→ Aim of the task
In the data below, locate each line with the word "ProjectDirs" and list it.

→ Material for the task
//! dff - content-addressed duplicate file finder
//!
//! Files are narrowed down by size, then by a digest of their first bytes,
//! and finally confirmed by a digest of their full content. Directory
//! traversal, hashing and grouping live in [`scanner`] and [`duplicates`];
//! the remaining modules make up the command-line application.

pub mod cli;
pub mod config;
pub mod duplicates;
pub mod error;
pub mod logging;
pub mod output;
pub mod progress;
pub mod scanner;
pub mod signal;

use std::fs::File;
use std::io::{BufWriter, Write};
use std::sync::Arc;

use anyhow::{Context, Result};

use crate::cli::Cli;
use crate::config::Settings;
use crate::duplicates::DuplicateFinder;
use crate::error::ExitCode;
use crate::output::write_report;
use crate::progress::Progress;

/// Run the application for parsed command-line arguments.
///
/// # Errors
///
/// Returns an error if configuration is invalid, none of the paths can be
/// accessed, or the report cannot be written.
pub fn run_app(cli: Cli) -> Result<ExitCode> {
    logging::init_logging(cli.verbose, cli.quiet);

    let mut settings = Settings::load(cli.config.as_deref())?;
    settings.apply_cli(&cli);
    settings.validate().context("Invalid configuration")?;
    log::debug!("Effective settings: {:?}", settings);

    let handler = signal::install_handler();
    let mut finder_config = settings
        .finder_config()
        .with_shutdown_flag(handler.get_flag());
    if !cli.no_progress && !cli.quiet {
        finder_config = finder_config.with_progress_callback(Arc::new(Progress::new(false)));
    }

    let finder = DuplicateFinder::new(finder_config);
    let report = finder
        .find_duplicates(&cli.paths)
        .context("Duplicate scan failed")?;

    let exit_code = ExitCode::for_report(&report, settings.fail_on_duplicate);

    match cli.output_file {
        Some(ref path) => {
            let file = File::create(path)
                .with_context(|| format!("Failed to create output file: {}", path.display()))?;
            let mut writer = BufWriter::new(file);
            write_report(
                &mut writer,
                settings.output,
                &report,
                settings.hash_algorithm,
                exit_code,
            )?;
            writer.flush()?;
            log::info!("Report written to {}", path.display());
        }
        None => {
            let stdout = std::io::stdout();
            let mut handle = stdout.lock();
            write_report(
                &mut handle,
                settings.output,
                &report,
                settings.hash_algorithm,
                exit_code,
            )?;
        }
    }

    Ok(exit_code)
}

==

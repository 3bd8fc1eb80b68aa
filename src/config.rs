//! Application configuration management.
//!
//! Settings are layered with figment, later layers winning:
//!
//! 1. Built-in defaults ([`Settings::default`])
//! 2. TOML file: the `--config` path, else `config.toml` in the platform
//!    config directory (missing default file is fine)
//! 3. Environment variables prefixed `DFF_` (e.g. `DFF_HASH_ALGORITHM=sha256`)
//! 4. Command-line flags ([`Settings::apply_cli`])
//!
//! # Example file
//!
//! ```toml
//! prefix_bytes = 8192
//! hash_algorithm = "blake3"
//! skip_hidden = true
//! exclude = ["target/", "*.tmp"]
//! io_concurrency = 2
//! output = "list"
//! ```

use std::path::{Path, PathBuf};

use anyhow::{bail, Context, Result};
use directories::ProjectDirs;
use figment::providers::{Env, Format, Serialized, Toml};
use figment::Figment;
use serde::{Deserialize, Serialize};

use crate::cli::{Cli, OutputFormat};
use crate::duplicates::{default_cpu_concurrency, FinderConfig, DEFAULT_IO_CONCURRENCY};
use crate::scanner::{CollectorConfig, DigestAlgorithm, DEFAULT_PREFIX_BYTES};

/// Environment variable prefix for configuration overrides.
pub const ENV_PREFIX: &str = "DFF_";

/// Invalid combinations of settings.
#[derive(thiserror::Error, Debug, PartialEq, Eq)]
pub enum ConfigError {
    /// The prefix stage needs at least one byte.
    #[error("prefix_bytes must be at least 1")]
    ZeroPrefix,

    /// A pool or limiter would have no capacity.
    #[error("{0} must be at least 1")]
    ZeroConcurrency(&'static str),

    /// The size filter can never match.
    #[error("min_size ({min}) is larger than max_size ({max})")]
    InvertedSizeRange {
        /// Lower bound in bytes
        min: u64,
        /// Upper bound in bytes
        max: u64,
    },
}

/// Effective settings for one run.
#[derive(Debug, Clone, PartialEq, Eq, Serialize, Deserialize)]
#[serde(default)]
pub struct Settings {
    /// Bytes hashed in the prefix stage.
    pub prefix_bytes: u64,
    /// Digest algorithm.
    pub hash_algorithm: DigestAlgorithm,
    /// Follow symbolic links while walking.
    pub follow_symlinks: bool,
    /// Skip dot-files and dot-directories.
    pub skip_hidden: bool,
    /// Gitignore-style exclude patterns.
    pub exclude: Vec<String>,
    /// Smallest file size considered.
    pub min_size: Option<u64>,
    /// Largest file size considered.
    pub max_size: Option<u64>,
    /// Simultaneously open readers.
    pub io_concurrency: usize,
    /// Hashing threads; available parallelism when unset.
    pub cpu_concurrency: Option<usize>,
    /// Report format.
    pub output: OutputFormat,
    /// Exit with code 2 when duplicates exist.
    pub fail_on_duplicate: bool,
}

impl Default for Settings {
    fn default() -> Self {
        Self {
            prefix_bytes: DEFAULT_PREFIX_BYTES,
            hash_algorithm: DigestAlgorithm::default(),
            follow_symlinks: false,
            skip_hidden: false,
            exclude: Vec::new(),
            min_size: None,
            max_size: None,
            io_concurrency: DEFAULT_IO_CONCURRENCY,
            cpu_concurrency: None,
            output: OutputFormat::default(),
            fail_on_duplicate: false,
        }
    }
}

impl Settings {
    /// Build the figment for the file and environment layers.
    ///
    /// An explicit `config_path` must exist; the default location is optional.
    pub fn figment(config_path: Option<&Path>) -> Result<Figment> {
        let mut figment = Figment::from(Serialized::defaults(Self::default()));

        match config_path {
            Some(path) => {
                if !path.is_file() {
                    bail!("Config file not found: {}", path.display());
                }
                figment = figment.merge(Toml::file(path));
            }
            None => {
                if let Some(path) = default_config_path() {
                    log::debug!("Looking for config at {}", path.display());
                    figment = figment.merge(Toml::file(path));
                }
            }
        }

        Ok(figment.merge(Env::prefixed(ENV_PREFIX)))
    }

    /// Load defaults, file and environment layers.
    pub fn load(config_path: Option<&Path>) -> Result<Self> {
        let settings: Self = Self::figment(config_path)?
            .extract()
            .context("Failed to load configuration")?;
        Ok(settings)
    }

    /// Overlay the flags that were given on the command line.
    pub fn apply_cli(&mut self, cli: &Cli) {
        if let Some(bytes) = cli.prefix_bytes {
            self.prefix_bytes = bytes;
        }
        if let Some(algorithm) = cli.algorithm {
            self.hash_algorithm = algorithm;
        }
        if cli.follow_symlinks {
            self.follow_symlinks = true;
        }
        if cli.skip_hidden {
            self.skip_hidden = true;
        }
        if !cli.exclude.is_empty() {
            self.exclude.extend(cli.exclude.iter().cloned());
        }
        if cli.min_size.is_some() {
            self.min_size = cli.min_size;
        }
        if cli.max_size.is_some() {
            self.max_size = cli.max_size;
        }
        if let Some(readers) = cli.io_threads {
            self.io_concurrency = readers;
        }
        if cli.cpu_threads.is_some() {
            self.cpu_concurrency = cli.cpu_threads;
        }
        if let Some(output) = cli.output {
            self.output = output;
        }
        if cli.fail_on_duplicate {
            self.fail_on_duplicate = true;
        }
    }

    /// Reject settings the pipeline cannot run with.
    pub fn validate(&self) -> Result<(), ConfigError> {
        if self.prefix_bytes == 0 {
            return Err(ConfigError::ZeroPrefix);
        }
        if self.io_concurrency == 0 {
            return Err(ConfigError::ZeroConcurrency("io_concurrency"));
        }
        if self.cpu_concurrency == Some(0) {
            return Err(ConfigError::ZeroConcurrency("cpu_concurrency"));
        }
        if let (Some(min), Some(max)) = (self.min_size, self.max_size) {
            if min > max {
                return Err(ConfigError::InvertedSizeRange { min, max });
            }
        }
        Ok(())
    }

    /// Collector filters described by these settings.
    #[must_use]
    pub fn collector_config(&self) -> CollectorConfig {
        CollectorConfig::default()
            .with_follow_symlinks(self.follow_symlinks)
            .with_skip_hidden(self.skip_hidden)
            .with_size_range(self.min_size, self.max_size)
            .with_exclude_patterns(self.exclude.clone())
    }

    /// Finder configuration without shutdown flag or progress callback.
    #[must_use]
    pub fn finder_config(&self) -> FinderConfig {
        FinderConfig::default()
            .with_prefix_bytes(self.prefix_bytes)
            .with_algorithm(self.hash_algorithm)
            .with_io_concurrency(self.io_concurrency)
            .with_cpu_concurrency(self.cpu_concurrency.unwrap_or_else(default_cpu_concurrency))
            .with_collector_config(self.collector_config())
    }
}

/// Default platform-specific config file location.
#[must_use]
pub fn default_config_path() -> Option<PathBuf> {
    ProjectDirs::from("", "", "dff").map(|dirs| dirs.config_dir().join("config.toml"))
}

→ Result below
use directories::ProjectDirs;
    ProjectDirs::from("", "", "dff").map(|dirs| dirs.config_dir().join("config.toml"))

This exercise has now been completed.